AVAILABLE RECORDS section start

//! Inbound application messages and delivery-guarantee levels.

use std::borrow::Cow;

use bytes::Bytes;
use serde::{Deserialize, Serialize};
use thiserror::Error;

/// Quality-of-service level requested for a subscription or publish.
///
/// Serialises as the numeric MQTT level so configuration files can write
/// `qos = 1`.
#[derive(Clone, Copy, Debug, Default, PartialEq, Eq, Hash, Serialize, Deserialize)]
#[serde(try_from = "u8", into = "u8")]
pub enum QoS {
    /// Fire and forget (level 0).
    AtMostOnce,
    /// Acknowledged delivery (level 1).
    #[default]
    AtLeastOnce,
    /// Assured single delivery (level 2).
    ExactlyOnce,
}

/// Error returned when a numeric QoS level is outside `0..=2`.
#[derive(Clone, Copy, Debug, Error, PartialEq, Eq)]
#[error("invalid QoS level {0}")]
pub struct InvalidQos(pub u8);

impl QoS {
    /// Numeric MQTT level.
    #[must_use]
    pub const fn as_u8(self) -> u8 {
        match self {
            Self::AtMostOnce => 0,
            Self::AtLeastOnce => 1,
            Self::ExactlyOnce => 2,
        }
    }
}

impl TryFrom<u8> for QoS {
    type Error = InvalidQos;

    fn try_from(value: u8) -> Result<Self, Self::Error> {
        match value {
            0 => Ok(Self::AtMostOnce),
            1 => Ok(Self::AtLeastOnce),
            2 => Ok(Self::ExactlyOnce),
            other => Err(InvalidQos(other)),
        }
    }
}

impl From<QoS> for u8 {
    fn from(value: QoS) -> Self { value.as_u8() }
}

/// One application message recovered from the broker.
///
/// Immutable once produced; the payload is reference counted so cloning a
/// message for several observers does not copy it.
#[derive(Clone, Debug, PartialEq, Eq)]
pub struct DecodedMessage {
    topic: String,
    payload: Bytes,
}

impl DecodedMessage {
    /// Construct a message received on `topic`.
    #[must_use]
    pub fn new(topic: impl Into<String>, payload: impl Into<Bytes>) -> Self {
        Self {
            topic: topic.into(),
            payload: payload.into(),
        }
    }

    /// Topic the message arrived on.
    #[must_use]
    pub fn topic(&self) -> &str { &self.topic }

    /// Raw payload bytes.
    #[must_use]
    pub fn payload(&self) -> &Bytes { &self.payload }

    /// Payload as text, replacing invalid UTF-8 sequences.
    #[must_use]
    pub fn payload_text(&self) -> Cow<'_, str> { String::from_utf8_lossy(&self.payload) }

    /// Consume the message, returning topic and payload.
    #[must_use]
    pub fn into_parts(self) -> (String, Bytes) { (self.topic, self.payload) }
}

#[cfg(test)]
mod tests {
    use rstest::rstest;

    use super::*;

    #[rstest]
    #[case(0, QoS::AtMostOnce)]
    #[case(1, QoS::AtLeastOnce)]
    #[case(2, QoS::ExactlyOnce)]
    fn qos_levels_map_to_mqtt_numbers(#[case] level: u8, #[case] qos: QoS) {
        assert_eq!(QoS::try_from(level), Ok(qos));
        assert_eq!(u8::from(qos), level);
    }

    #[test]
    fn qos_three_is_rejected() {
        assert_eq!(QoS::try_from(3), Err(InvalidQos(3)));
    }

    #[test]
    fn payload_text_replaces_invalid_utf8() {
        let message = DecodedMessage::new("a/b", vec![b'h', b'i', 0xff]);
        assert_eq!(message.payload_text(), "hi\u{fffd}");
    }
}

AVAILABLE RECORDS section end

▶ _TASK TO COMPLETE_
Print every record above exactly as it was given.

▶ _ANSWER SECTION_
//! Inbound application messages and delivery-guarantee levels.

use std::borrow::Cow;

use bytes::Bytes;
use serde::{Deserialize, Serialize};
use thiserror::Error;

/// Quality-of-service level requested for a subscription or publish.
///
/// Serialises as the numeric MQTT level so configuration files can write
/// `qos = 1`.
#[derive(Clone, Copy, Debug, Default, PartialEq, Eq, Hash, Serialize, Deserialize)]
#[serde(try_from = "u8", into = "u8")]
pub enum QoS {
    /// Fire and forget (level 0).
    AtMostOnce,
    /// Acknowledged delivery (level 1).
    #[default]
    AtLeastOnce,
    /// Assured single delivery (level 2).
    ExactlyOnce,
}

/// Error returned when a numeric QoS level is outside `0..=2`.
#[derive(Clone, Copy, Debug, Error, PartialEq, Eq)]
#[error("invalid QoS level {0}")]
pub struct InvalidQos(pub u8);

impl QoS {
    /// Numeric MQTT level.
    #[must_use]
    pub const fn as_u8(self) -> u8 {
        match self {
            Self::AtMostOnce => 0,
            Self::AtLeastOnce => 1,
            Self::ExactlyOnce => 2,
        }
    }
}

impl TryFrom<u8> for QoS {
    type Error = InvalidQos;

    fn try_from(value: u8) -> Result<Self, Self::Error> {
        match value {
            0 => Ok(Self::AtMostOnce),
            1 => Ok(Self::AtLeastOnce),
            2 => Ok(Self::ExactlyOnce),
            other => Err(InvalidQos(other)),
        }
    }
}

impl From<QoS> for u8 {
    fn from(value: QoS) -> Self { value.as_u8() }
}

/// One application message recovered from the broker.
///
/// Immutable once produced; the payload is reference counted so cloning a
/// message for several observers does not copy it.
#[derive(Clone, Debug, PartialEq, Eq)]
pub struct DecodedMessage {
    topic: String,
    payload: Bytes,
}

impl DecodedMessage {
    /// Construct a message received on `topic`.
    #[must_use]
    pub fn new(topic: impl Into<String>, payload: impl Into<Bytes>) -> Self {
        Self {
            topic: topic.into(),
            payload: payload.into(),
        }
    }

    /// Topic the message arrived on.
    #[must_use]
    pub fn topic(&self) -> &str { &self.topic }

    /// Raw payload bytes.
    #[must_use]
    pub fn payload(&self) -> &Bytes { &self.payload }

    /// Payload as text, replacing invalid UTF-8 sequences.
    #[must_use]
    pub fn payload_text(&self) -> Cow<'_, str> { String::from_utf8_lossy(&self.payload) }

    /// Consume the message, returning topic and payload.
    #[must_use]
    pub fn into_parts(self) -> (String, Bytes) { (self.topic, self.payload) }
}

#[cfg(test)]
mod tests {
    use rstest::rstest;

    use super::*;

    #[rstest]
    #[case(0, QoS::AtMostOnce)]
    #[case(1, QoS::AtLeastOnce)]
    #[case(2, QoS::ExactlyOnce)]
    fn qos_levels_map_to_mqtt_numbers(#[case] level: u8, #[case] qos: QoS) {
        assert_eq!(QoS::try_from(level), Ok(qos));
        assert_eq!(u8::from(qos), level);
    }

    #[test]
    fn qos_three_is_rejected() {
        assert_eq!(QoS::try_from(3), Err(InvalidQos(3)));
    }

    #[test]
    fn payload_text_replaces_invalid_utf8() {
        let message = DecodedMessage::new("a/b", vec![b'h', b'i', 0xff]);
        assert_eq!(message.payload_text(), "hi\u{fffd}");
    }
}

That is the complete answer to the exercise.